Definition of funicular in English:

funicular

adjective

  • 1(of a railroad, especially one on a mountainside) operating by cable with ascending and descending cars counterbalanced.

    • ‘It is built on seven hills and sits around a beautiful harbour in the quaintly named Puddefjord, best viewed from the funicular railway that takes you more than 1,000 ft above the city.’
    • ‘A funicular railway scales the mountain to the jumping-off point for the sledge run, which winds five kilometres downhill back to the railway terminus.’
    • ‘Those inside the funicular railway, trying to make their way up to the 3029m summit station of the glacier, are likely to have been keen young skiers and snow-boarders.’
    • ‘I could have descended the hill by funicular railway, only there seemed little point queueing to squeeze myself into an overcrowded carriage for the one minute journey.’
    • ‘A few yards into the trees we came to a single bright-yellow car of a funicular railway.’
    • ‘The enormous growth of tourism in the Alps means funicular railway and cable car operators seek to transport far more visitors than their operations were originally intended for.’
    • ‘Start from the car park under Cairn Gorm, with its new funicular railway, which is still the cause of much debate.’
    • ‘The big news this year is, of course, the opening of Cairngorm's high-speed funicular railway, a facility that, as far as skiers is concerned, is long overdue.’
    • ‘He left because he was alarmed at the environmental damage being done by the 1.2 mile funicular railway being built to within 500 feet of the Cairngorm summit.’
    • ‘The Government decision means the green light for major work to refurbish Pier Hill and provide a new link through a lift or funicular railway from the High Street to the seafront.’
    • ‘A group of architects will this week unveil their visions for the future of Edinburgh's Royal Mile - including pedestrianisation, trams and a funicular railway.’
    • ‘In the other direction from Poncebos, a bizarre (and ecologically controversial) funicular railway tunnels through the rock up to the sleepy village of Bulnes.’
    • ‘Take the funicular railway up Penang Hill, past the old colonial-style bungalows, to see the magnificent views from the top.’
    • ‘As the heat fades from the Italian summer, now's the ideal time to find out why, by taking advantage of the local airport and catching the funicular railway up to Bergamo's medieval citadel.’
    • ‘Requiring a more convenient mode of transportation, the idea of a railway was broached in 1897, but it wasn't until 1924 that the funicular railway to the top of Flagstaff Hill was built.’
    • ‘Cairngorm is hoping the £15m funicular railway, which opened last year, will help open the mountain to leisure pursuits other than skiing.’
    • ‘If you opt for the mountain's new, controversial funicular railway, then you are probably going to find yourself trapped inside a glass visitors' centre, barred from even setting foot on Cairngorm.’
    • ‘A ride on the oldest funicular railway in Asia, to the Victoria Peak, commonly known as the Peak, was spectacular.’
    • ‘First, it required a metro back into town (nearest metro stop just over a kilometre away) then a train out north, then a tram up a very steep hill, then a funicular railway to the top.’
    • ‘So, in April 1884, they opened the first of a series of funicular railways, or elevadores, to tackle the gradients.’
  • 2Relating to a rope or its tension.

noun

  • A cable railroad, especially one on a mountainside, in which ascending and descending cars are counterbalanced.

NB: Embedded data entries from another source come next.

//! Heuristic proposal of a new term.

use pauliq_core::{CoreResult, PauliOp, PauliString, Term};
use rand::Rng;

/// Coefficient given to suggested terms.
pub const SUGGESTED_COEFFICIENT: f64 = 0.5;

/// Propose a single-qubit term using the non-identity operator that occurs
/// least often in `existing` (ties resolved X, then Y, then Z), placed on a
/// random qubit.
pub fn suggest_term<R: Rng + ?Sized>(
    num_qubits: usize,
    existing: &[PauliString],
    rng: &mut R,
) -> CoreResult<Term> {
    let least_used = least_used_operator(existing);
    let qubit = rng.gen_range(0..num_qubits.max(1));
    Ok(Term::new(
        SUGGESTED_COEFFICIENT,
        PauliString::single(num_qubits, qubit, least_used)?,
    ))
}

/// The non-identity operator with the fewest occurrences across `strings`.
pub fn least_used_operator(strings: &[PauliString]) -> PauliOp {
    let mut counts = [0usize; 3];
    for op in strings.iter().flat_map(|s| s.ops()) {
        match op {
            PauliOp::X => counts[0] += 1,
            PauliOp::Y => counts[1] += 1,
            PauliOp::Z => counts[2] += 1,
            PauliOp::I => {}
        }
    }
    let candidates = [PauliOp::X, PauliOp::Y, PauliOp::Z];
    // min_by_key keeps the first minimum
    candidates
        .into_iter()
        .zip(counts)
        .min_by_key(|&(_, count)| count)
        .map_or(PauliOp::Z, |(op, _)| op)
}
//! Ground command implementation.

use anyhow::Result;
use console::style;

use pauliq_profiles::PauliqConfig;

use super::common::{load_profile, print_distribution};

/// Execute the ground command.
pub fn execute(
    config: &PauliqConfig,
    profile: Option<&str>,
    qubits: Option<usize>,
    top: usize,
) -> Result<()> {
    let mut profile = load_profile(config, profile, qubits)?;

    println!(
        "{} Diagonalizing {} ({} × {})",
        style("→").cyan().bold(),
        style(profile.name()).green(),
        profile.hamiltonian().dim(),
        profile.hamiltonian().dim()
    );

    let ground = profile.ground_state()?;
    let gap = profile.hamiltonian_mut().spectral_gap();
    let spectrum = profile.hamiltonian_mut().spectrum();

    println!("{} Ground state found", style("✓").green().bold());
    println!(
        "  Energy:       {}",
        style(format!("{:.6}", ground.energy)).yellow().bold()
    );
    println!("  Spectral gap: {gap:.6}");
    if let Some(max) = spectrum.last() {
        println!("  Spectrum:     [{:.4}, {max:.4}]", ground.energy);
    }
    println!();
    println!("Dominant amplitudes:");
    print_distribution(&ground.state, top);
    Ok(())
}
//! Read-only event notifications published by a [`Hamiltonian`].
//!
//! Observers are passive: they receive a borrowed [`HamiltonianEvent`] and
//! cannot reach back into the Hamiltonian that emitted it. Any number of
//! observers may subscribe; they are called in subscription order.
//!
//! [`Hamiltonian`]: crate::hamiltonian::Hamiltonian

use std::fmt;
use std::sync::{Arc, Mutex, PoisonError};

use serde::{Deserialize, Serialize};
use tracing::debug;

use crate::term::Term;

/// Something that happened to, or was computed by, a Hamiltonian.
#[derive(Debug, Clone, PartialEq, Serialize, Deserialize)]
pub enum HamiltonianEvent {
    /// A term was appended.
    TermAdded {
        /// Position of the new term.
        index: usize,
        /// The term.
        term: Term,
    },
    /// A coefficient was replaced in place.
    CoefficientChanged {
        /// Term index.
        index: usize,
        /// Previous value.
        old: f64,
        /// New value.
        new: f64,
    },
    /// The dense matrix was rebuilt.
    MatrixRebuilt {
        /// Matrix dimension (2^n).
        dimension: usize,
        /// Number of terms summed.
        n_terms: usize,
    },
    /// An expectation value was computed.
    EnergyComputed {
        /// ⟨ψ|H|ψ⟩.
        energy: f64,
        /// Coefficients at the time of evaluation.
        coefficients: Vec<f64>,
    },
    /// A state was evolved in time.
    StateEvolved {
        /// Evolution time.
        time: f64,
        /// Norm of the evolved state before renormalization.
        norm_before_renormalization: f64,
    },
}

impl HamiltonianEvent {
    /// Short kind name, used as a log field.
    pub fn kind(&self) -> &'static str {
        match self {
            HamiltonianEvent::TermAdded { .. } => "term_added",
            HamiltonianEvent::CoefficientChanged { .. } => "coefficient_changed",
            HamiltonianEvent::MatrixRebuilt { .. } => "matrix_rebuilt",
            HamiltonianEvent::EnergyComputed { .. } => "energy_computed",
            HamiltonianEvent::StateEvolved { .. } => "state_evolved",
        }
    }
}

/// A listener for [`HamiltonianEvent`]s.
pub trait HamiltonianObserver: Send + Sync {
    /// Called synchronously for every published event.
    fn on_event(&self, event: &HamiltonianEvent);
}

/// Ordered list of subscribed observers.
#[derive(Clone, Default)]
pub struct EventBus {
    observers: Vec<Arc<dyn HamiltonianObserver>>,
}

impl EventBus {
    /// Create an empty bus.
    pub fn new() -> Self {
        Self::default()
    }

    /// Add an observer.
    pub fn subscribe(&mut self, observer: Arc<dyn HamiltonianObserver>) {
        self.observers.push(observer);
    }

    /// Remove every observer.
    pub fn clear(&mut self) {
        self.observers.clear();
    }

    /// Number of subscribed observers.
    pub fn len(&self) -> usize {
        self.observers.len()
    }

    /// True if nobody is listening.
    pub fn is_empty(&self) -> bool {
        self.observers.is_empty()
    }

    /// Deliver an event to every observer. The event is only constructed
    /// when someone is listening.
    pub fn publish_with<F>(&self, make: F)
    where
        F: FnOnce() -> HamiltonianEvent,
    {
        if self.observers.is_empty() {
            return;
        }
        let event = make();
        for observer in &self.observers {
            observer.on_event(&event);
        }
    }
}

impl fmt::Debug for EventBus {
    fn fmt(&self, f: &mut fmt::Formatter<'_>) -> fmt::Result {
        f.debug_struct("EventBus")
            .field("observers", &self.observers.len())
            .finish()
    }
}

/// Forwards events to `tracing` at debug level.
#[derive(Debug, Default, Clone, Copy)]
pub struct TracingObserver;

impl HamiltonianObserver for TracingObserver {
    fn on_event(&self, event: &HamiltonianEvent) {
        debug!(kind = event.kind(), ?event, "hamiltonian event");
    }
}

/// Stores every event it receives.
#[derive(Debug, Default)]
pub struct RecordingObserver {
    events: Mutex<Vec<HamiltonianEvent>>,
}

impl RecordingObserver {
    /// Create an empty recorder.
    pub fn new() -> Self {
        Self::default()
    }

    /// Copy of the recorded events.
    pub fn events(&self) -> Vec<HamiltonianEvent> {
        self.events
            .lock()
            .unwrap_or_else(PoisonError::into_inner)
            .clone()
    }

    /// Number of recorded events of the given kind.
    pub fn count(&self, kind: &str) -> usize {
        self.events
            .lock()
            .unwrap_or_else(PoisonError::into_inner)
            .iter()
            .filter(|e| e.kind() == kind)
            .count()
    }
}

impl HamiltonianObserver for RecordingObserver {
    fn on_event(&self, event: &HamiltonianEvent) {
        self.events
            .lock()
            .unwrap_or_else(PoisonError::into_inner)
            .push(event.clone());
    }
}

    • ‘Between lakes and mountains, this unusual funicular railway you to explore the Jura landscape.’
    • ‘These funiculars are listed on the World Monument Watch list of endangered heritage.’
    • ‘The Tyrolean summer funiculars take you right in there - right into the heart of the exciting Tyrolean Mountains.’
    • ‘Because cars are not allowed in the District, this funicular is the best way to get up there.’
    • ‘Other types of funiculars may utilize only one passenger car that is hoisted up and down the hillside or mountain.’
    • ‘This one is the hardest to find of the three funiculars but is the most interesting.’
    • ‘Dozens of funiculars are billed as the world's shortest, steepest or shortest-and-steepest railway.’
    • ‘Monday The Mountaineering Council of Scotland adds to the furore over the controversial Cairngorm funicular which already has many skiers and conservationists up in arms.’
    • ‘The Red Cross said the rest were trapped inside the narrow two - carriage funicular at Kitzsteinhorn, south west of Salzburg.’
    • ‘The two other funiculars in Lisbon are Bica and Lavra.’
    • ‘The £15 million funicular has also soaked up a large proportion of the taxpayers' money available for supporting Highland developments.’
    • ‘The funicular runs coincide with the Line A and Line B minibus rides into and from the old town centre.’
    • ‘Visit the Cable Car Museum to see how the funicular helped in the development of this city.’
    • ‘As with the case of the Cairn Gorm funicular debacle, this Scottish Executive obviously sees development as a higher priority than conservation: yet another manifesto promise out the window.’
    • ‘The first idea to build a funicular is more than 100 years old, from the time when cities like Graz, Zagreb or Budapest realised a similar solution.’
    • ‘They drew the inspiration from the inauguration of the first funicular of Mt. Vesuvius.’
    • ‘Engineers have built funiculars and incline railways for underground travel, too, such as into caves or mines.’
    • ‘The resulting funicular depends on the depth of masonry above the voussoirs at the crown of the arch.’
    • ‘This page lists some of the funiculars, inclines, and counterbalances that have operated in Northern California.’
    • ‘Just one day earlier things were very different, with hordes of skiers and snowboarders snaking back into the car park, queuing for a trip on the brand new funicular that opened on Christmas Eve after years of planning and controversy.’

Origin

Mid 17th century (in the sense of or like a cord or thread): from Latin funiculus (diminutive of funis rope) + -ar.